Whenever a line in the entries below contains the string "collect", copy that line.

--- DATASET RECORDS Enclosed Below ---

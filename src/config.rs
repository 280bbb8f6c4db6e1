//! Configuration management for fsnap.
//!
//! Configuration is optional. It is read from an explicit `--config` path or
//! from `~/.config/fsnap/config.toml` when that file exists; otherwise the
//! defaults apply. Nothing here changes the content of a backup file.

use color_eyre::Result;
use color_eyre::eyre::WrapErr;
use serde::{Deserialize, Serialize};
use std::fs;
use std::path::{Path, PathBuf};

/// Main configuration structure for fsnap.
#[derive(Debug, Clone, Default, Serialize, Deserialize)]
#[serde(default)]
pub struct Config {
    pub encode: EncodeConfig,
    pub ui: UIConfig,
}

/// File read and encode settings.
#[derive(Debug, Clone, Serialize, Deserialize)]
#[serde(default)]
pub struct EncodeConfig {
    /// Maximum number of files read at once (0 = unbounded)
    pub max_concurrent_reads: usize,
}

/// User interface configuration.
#[derive(Debug, Clone, Default, Serialize, Deserialize)]
#[serde(default)]
pub struct UIConfig {
    pub color: ColorConfig,
}

/// Color theme configuration.
#[derive(Debug, Clone, Serialize, Deserialize)]
#[serde(default)]
pub struct ColorConfig {
    /// Theme name: "default", "cyan", "magenta", "green"
    pub theme: String,
}

impl Default for EncodeConfig {
    fn default() -> Self {
        Self {
            max_concurrent_reads: 64,
        }
    }
}

impl Default for ColorConfig {
    fn default() -> Self {
        Self {
            theme: "default".to_string(),
        }
    }
}

impl Config {
    /// Returns the default configuration file path, typically
    /// `~/.config/fsnap/config.toml`.
    fn default_path() -> Option<PathBuf> {
        let home = std::env::var_os("HOME").or_else(|| std::env::var_os("USERPROFILE"))?;
        Some(
            PathBuf::from(home)
                .join(".config")
                .join("fsnap")
                .join("config.toml"),
        )
    }

    /// Loads configuration.
    ///
    /// An explicit path must exist. Without one, the default location is used
    /// if a file is present there, and the built-in defaults otherwise.
    ///
    /// # Errors
    ///
    /// Returns an error if the file cannot be read or the TOML is malformed.
    ///
    /// # Examples
    ///
    /// ```no_run
    /// use fsnap::config::Config;
    ///
    /// # fn main() -> color_eyre::Result<()> {
    /// let config = Config::load(None)?;
    /// println!("Using theme: {}", config.ui.color.theme);
    /// # Ok(())
    /// # }
    /// ```
    pub fn load(explicit: Option<&Path>) -> Result<Self> {
        match explicit {
            Some(path) => Self::load_from(path),
            None => match Self::default_path() {
                Some(path) if path.is_file() => Self::load_from(&path),
                _ => Ok(Self::default()),
            },
        }
    }

    /// Loads configuration from a specific TOML file.
    pub fn load_from(path: &Path) -> Result<Self> {
        let contents = fs::read_to_string(path)
            .wrap_err_with(|| format!("reading config file {}", path.display()))?;
        let config: Config = toml::from_str(&contents)
            .wrap_err_with(|| format!("parsing config file {}", path.display()))?;

        Ok(config)
    }
}
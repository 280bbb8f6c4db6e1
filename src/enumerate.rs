//! Glob pattern expansion.
//!
//! Expands a pattern against a root directory and narrows the matches with
//! caller-supplied predicates. Only regular files are returned, in the order
//! the glob walker yields them.

use std::path::{Component, Path, PathBuf};

use crate::error::EnumerationError;

/// A predicate a path must satisfy to stay in the result.
pub type PathFilter<'a> = &'a dyn Fn(&Path) -> bool;

const GLOB_META: &[char] = &['*', '?', '['];

/// Expands `pattern` against the current working directory.
///
/// Relative patterns yield paths relative to the working directory.
pub fn enumerate(
    pattern: &str,
    filters: &[PathFilter<'_>],
) -> Result<Vec<PathBuf>, EnumerationError> {
    let root = std::env::current_dir().map_err(|source| EnumerationError::Unreadable {
        path: PathBuf::from("."),
        source,
    })?;
    enumerate_in(&root, pattern, filters)
}

/// Expands `pattern` against `root`.
///
/// A path survives only if every filter returns `true`; filters are applied
/// left to right.
///
/// # Errors
///
/// Fails if the pattern is empty or malformed, if its literal directory prefix
/// does not exist, or if a directory cannot be read during expansion.
///
/// # Examples
///
/// ```no_run
/// use std::path::Path;
/// use fsnap::enumerate::enumerate_in;
///
/// # fn main() -> Result<(), fsnap::error::EnumerationError> {
/// let not_hidden = |p: &Path| !p.to_string_lossy().starts_with('.');
/// let paths = enumerate_in(Path::new("/srv/notes"), "**/*.md", &[&not_hidden])?;
/// println!("{} notes", paths.len());
/// # Ok(())
/// # }
/// ```
pub fn enumerate_in(
    root: &Path,
    pattern: &str,
    filters: &[PathFilter<'_>],
) -> Result<Vec<PathBuf>, EnumerationError> {
    if pattern.is_empty() {
        return Err(EnumerationError::EmptyPattern);
    }

    glob::Pattern::new(pattern).map_err(|source| EnumerationError::InvalidPattern {
        pattern: pattern.to_string(),
        source,
    })?;

    let absolute = Path::new(pattern).is_absolute();

    let prefix = literal_dir_prefix(pattern);
    if !prefix.as_os_str().is_empty() {
        let base = if absolute { prefix } else { root.join(prefix) };
        if !base.is_dir() {
            return Err(EnumerationError::MissingRoot { root: base });
        }
    }

    let full_pattern = if absolute {
        pattern.to_string()
    } else {
        format!(
            "{}{}{}",
            glob::Pattern::escape(&root.to_string_lossy()),
            std::path::MAIN_SEPARATOR,
            pattern
        )
    };

    let entries = glob::glob(&full_pattern).map_err(|source| EnumerationError::InvalidPattern {
        pattern: pattern.to_string(),
        source,
    })?;

    let mut paths = Vec::new();
    for entry in entries {
        let path = entry.map_err(|e| EnumerationError::Unreadable {
            path: e.path().to_path_buf(),
            source: e.into_error(),
        })?;

        if !path.is_file() {
            continue;
        }

        let path = if absolute {
            path
        } else {
            match path.strip_prefix(root) {
                Ok(relative) => relative.to_path_buf(),
                Err(_) => path,
            }
        };
        paths.push(path);
    }

    Ok(filters.iter().fold(paths, |paths, keep| {
        paths.into_iter().filter(|path| keep(path.as_path())).collect()
    }))
}

/// Leading directory components of `pattern` that contain no wildcards.
///
/// The final component is never included, since it names the files matched.
fn literal_dir_prefix(pattern: &str) -> PathBuf {
    let components: Vec<Component<'_>> = Path::new(pattern).components().collect();
    let dirs = components.len().saturating_sub(1);

    components
        .into_iter()
        .take(dirs)
        .take_while(|c| !c.as_os_str().to_string_lossy().contains(GLOB_META))
        .collect()
}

--- End of Enclosed DATASET RECORDS ---

SOLUTION:
        paths.into_iter().filter(|path| keep(path.as_path())).collect()
    let components: Vec<Component<'_>> = Path::new(pattern).components().collect();
        .collect()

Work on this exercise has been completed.